Aung Naing, who was married and had a daughter, had been covering clashes between Burmese troops and ethnic rebels when he was detained by soldiers, supposedly on 30 September in southern Mon state. When he failed to return home, his wife raised the alarm and held a press conference in Rangoon.

The military was then forced to issue its statement, claiming the journalist had been killed after he tried to grab a soldier’s gun and run away. The military claimed the reporter was also, secretly, a member of an armed Karen rebel group and that he had admitted to this when being questioned. The soldiers finally said the journalist’s body had been buried at Shwe War Chong, a village outside the town of Kyaikmayaw.

The killing of Aung Naing has sparked outcry among journalists and activists, inside Burma and across the region.
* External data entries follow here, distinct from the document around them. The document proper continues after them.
//! Shared data model for the VisionRisk scoring pipeline.
//!
//! Everything that crosses a crate boundary lives here: score request items,
//! untrusted upstream payloads, neighbor records and their aggregates, the
//! canonical reconciled result, narrative output, and immutable worker
//! configuration snapshots.

#![deny(unsafe_code)]

mod config;
mod explain;
mod neighbor;
mod narrative;
mod policy;
mod result;

pub use config::{ConfigUpdate, FeatureFlags, WorkerConfig};
pub use explain::{DormantNeighbors, Explain, NeighborAge, NeighborTxVolume};
pub use narrative::{Badge, BadgeLevel, Narrative, Tone};
pub use neighbor::{NeighborGraph, NeighborLink, NeighborRecord, NeighborSummary};
pub use policy::RawPolicy;
pub use result::{
    BreakdownEntry, CanonicalResult, Feats, ItemError, LocalFeats, RawScore, ScoreItem,
};

/// Clamp a value to the `[0, 1]` range used by all ratio-valued fields.
pub fn clamp01(x: f64) -> f64 {
    x.clamp(0.0, 1.0)
}
//! Shared types for the API layer.

use std::sync::Arc;

use serde::Serialize;

use crate::auth::AdminAuth;
use crate::models::Document;
use crate::store::DocumentStore;

/// Shared context for all API routes and middleware.
#[derive(Clone)]
pub struct ApiContext {
    pub store: Arc<dyn DocumentStore>,
    pub auth: Arc<AdminAuth>,
}

impl ApiContext {
    pub fn new(store: Arc<dyn DocumentStore>, auth: AdminAuth) -> Self {
        Self {
            store,
            auth: Arc::new(auth),
        }
    }
}

/// Marker injected into request extensions by the auth middleware
/// once the caller has presented the admin token.
#[derive(Debug, Clone, Copy)]
pub struct AdminContext;

/// Acknowledgment for a successful create/update/delete.
#[derive(Debug, Serialize)]
pub struct MutationResponse {
    pub message: &'static str,
    #[serde(skip_serializing_if = "Option::is_none")]
    pub document: Option<Document>,
}
//! Liveness probe.

use axum::Json;
use serde::Serialize;

#[derive(Serialize)]
pub struct HealthResponse {
    pub status: &'static str,
    pub timestamp: String,
    pub version: &'static str,
}

/// `GET /health-check`: no store access, always `ok` while the process serves.
pub async fn check() -> Json<HealthResponse> {
    Json(HealthResponse {
        status: "ok",
        timestamp: chrono::Utc::now().to_rfc3339(),
        version: crate::config::APP_VERSION,
    })
}
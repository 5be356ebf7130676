//! Admin authentication.
//!
//! The register distinguishes only "authenticated admin" from "public".
//! Admins present a shared bearer token; only its SHA-256 digest is kept
//! in memory and comparisons run in constant time.

use subtle::ConstantTimeEq;

/// Hash a bearer token string using SHA-256.
pub fn hash_token(token: &str) -> [u8; 32] {
    use sha2::{Digest, Sha256};
    let mut hasher = Sha256::new();
    hasher.update(token.as_bytes());
    hasher.finalize().into()
}

/// Generate a random bearer token (URL-safe base64, 32 bytes of entropy).
pub fn generate_token() -> String {
    use base64::Engine;
    let bytes: [u8; 32] = rand::random();
    base64::engine::general_purpose::URL_SAFE_NO_PAD.encode(bytes)
}

/// Extract the token from an `Authorization: Bearer <token>` header value.
pub fn bearer_token(header: &str) -> Option<&str> {
    header
        .strip_prefix("Bearer ")
        .map(str::trim)
        .filter(|t| !t.is_empty())
}

/// Yes/no authentication check for admin operations.
#[derive(Clone)]
pub struct AdminAuth {
    token_hash: [u8; 32],
}

impl AdminAuth {
    pub fn new(token: &str) -> Self {
        Self {
            token_hash: hash_token(token),
        }
    }

    /// Whether `token` is the configured admin token.
    pub fn is_authenticated(&self, token: &str) -> bool {
        let candidate = hash_token(token);
        candidate[..].ct_eq(&self.token_hash[..]).into()
    }
}

impl std::fmt::Debug for AdminAuth {
    fn fmt(&self, f: &mut std::fmt::Formatter<'_>) -> std::fmt::Result {
        f.debug_struct("AdminAuth").finish_non_exhaustive()
    }
}
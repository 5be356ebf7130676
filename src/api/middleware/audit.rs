//! Access logging middleware.
//!
//! Logs method, path, status, latency and whether the caller passed the
//! admin gate. Runs outermost so rejected requests are logged too.

use std::time::Instant;

use axum::http::Request;
use axum::middleware::Next;
use axum::response::Response;

use crate::api::types::AdminContext;

pub async fn log_access(req: Request<axum::body::Body>, next: Next) -> Response {
    let method = req.method().clone();
    let path = req.uri().path().to_string();
    let started = Instant::now();

    let response = next.run(req).await;

    let admin = response.extensions().get::<AdminContext>().is_some();
    tracing::info!(
        %method,
        path = %path,
        status = response.status().as_u16(),
        latency_ms = started.elapsed().as_millis() as u64,
        admin,
        "API access"
    );

    response
}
Press-freedom groups have called for a prompt investigation into the killing of the reporter, who worked for various Burmese publications including The Voice, Eleven Media and The Yangon Times.

“The killing of Aung Kyaw Naing by Burma’s military is reprehensible,” Shawn Crispin, of the Committee to Protect Journalists, said. “Civilian authorities must investigate the military’s accounting of his death, which has the initial hallmarks of a cover-up.”
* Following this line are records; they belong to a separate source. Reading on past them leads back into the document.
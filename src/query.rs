//! Read-side views: the paginated admin listing and the public tracking lookup.

use rusqlite::Connection;
use serde::{Deserialize, Serialize};

use crate::db::{count_documents_matching, list_documents, DatabaseError};
use crate::models::{Document, DocumentFilter, Page, PAGE_SIZE};
use crate::store::{DocumentStore, StoreError};
use crate::validation::validate_register_lookup;

/// Newest-first page of documents, filtered by sender name when a search is given.
/// A page past the end comes back with empty `data`.
pub fn fetch_document_page(
    conn: &Connection,
    filter: &DocumentFilter,
) -> Result<Page<Document>, DatabaseError> {
    let search = filter.search_term();
    let total = count_documents_matching(conn, search)?;
    let data = list_documents(
        conn,
        search,
        u64::from(PAGE_SIZE),
        Page::<Document>::offset(filter),
    )?;
    Ok(Page::new(data, filter, total))
}

/// Public tracking form payload.
#[derive(Debug, Clone, Default, Deserialize)]
#[serde(default)]
pub struct TrackingRequest {
    pub register_number: Option<String>,
}

/// Result of a public lookup. `document` is `None` when nothing matched.
#[derive(Debug, Clone, Serialize, Deserialize)]
pub struct TrackingResult {
    pub search_query: String,
    pub document: Option<Document>,
    pub searched: bool,
}

/// Exact-match lookup by register number. Blank input is rejected
/// before the store is touched.
pub fn track_document(
    store: &dyn DocumentStore,
    request: &TrackingRequest,
) -> Result<TrackingResult, StoreError> {
    let term = validate_register_lookup(request.register_number.as_deref())
        .map_err(StoreError::Validation)?;
    let document = store.find_by_register_number(&term)?;

    tracing::debug!(register_number = %term, found = document.is_some(), "Tracking lookup");

    Ok(TrackingResult {
        search_query: term,
        document,
        searched: true,
    })
}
For years, it was all but impossible to work as an independent journalist in Burma, which for more than four decades was controlled by various military regimes. Then, four years ago, as the junta decided to give way to a purportedly civilian administration and hold elections, journalists started to discover a freedom they had never before experienced.

They were able to cover the steady move towards democracy, the release of political prisoners and by-elections that saw Aung San Suu Kyi’s party become the second largest in parliament. Ministers made warm noises about the value of a free press.

But those freedoms are not unlimited and, as in plenty of other countries, journalists have found the greatest difficulties when reporting on sensitive issues involving politicians or the military.

Few things are more sensitive than the ongoing clashes with ethnic rebels, despite a supposed ceasefire. For journalists, there is an added danger in that such clashes are in remote places where the military often operates with impunity.

One Burmese journalist told me from Rangoon that over the past couple of years, reporters had been facing increasing problems as they investigated areas previously off limits.

“Two years ago, the government was not oppressing journalists like this. They were waiting to see what journalists would report on,” the reporter said. “Since the beginning of last year, journalists have been investigating more difficult things.”

The military has yet to explain why it took three weeks to reveal that Aung Naing had been killed or to offer any proof of its claim that he was a member of a rebel group. The rebels have said he was not a fighter but had written about them.

Aung Naing’s wife, Than Dar, told reporters a police officer had told her that her husband had been badly beaten while being held at a military base, operated by the Light Infantry Battalion 208. She told The Irrawaddy magazine she intended to bring charges.

“If he is dead, I want to get his body back,” she said. “I could not accept that he has died. I will continue fighting for justice. I don’t want any wives or daughters to suffer like we have suffered.”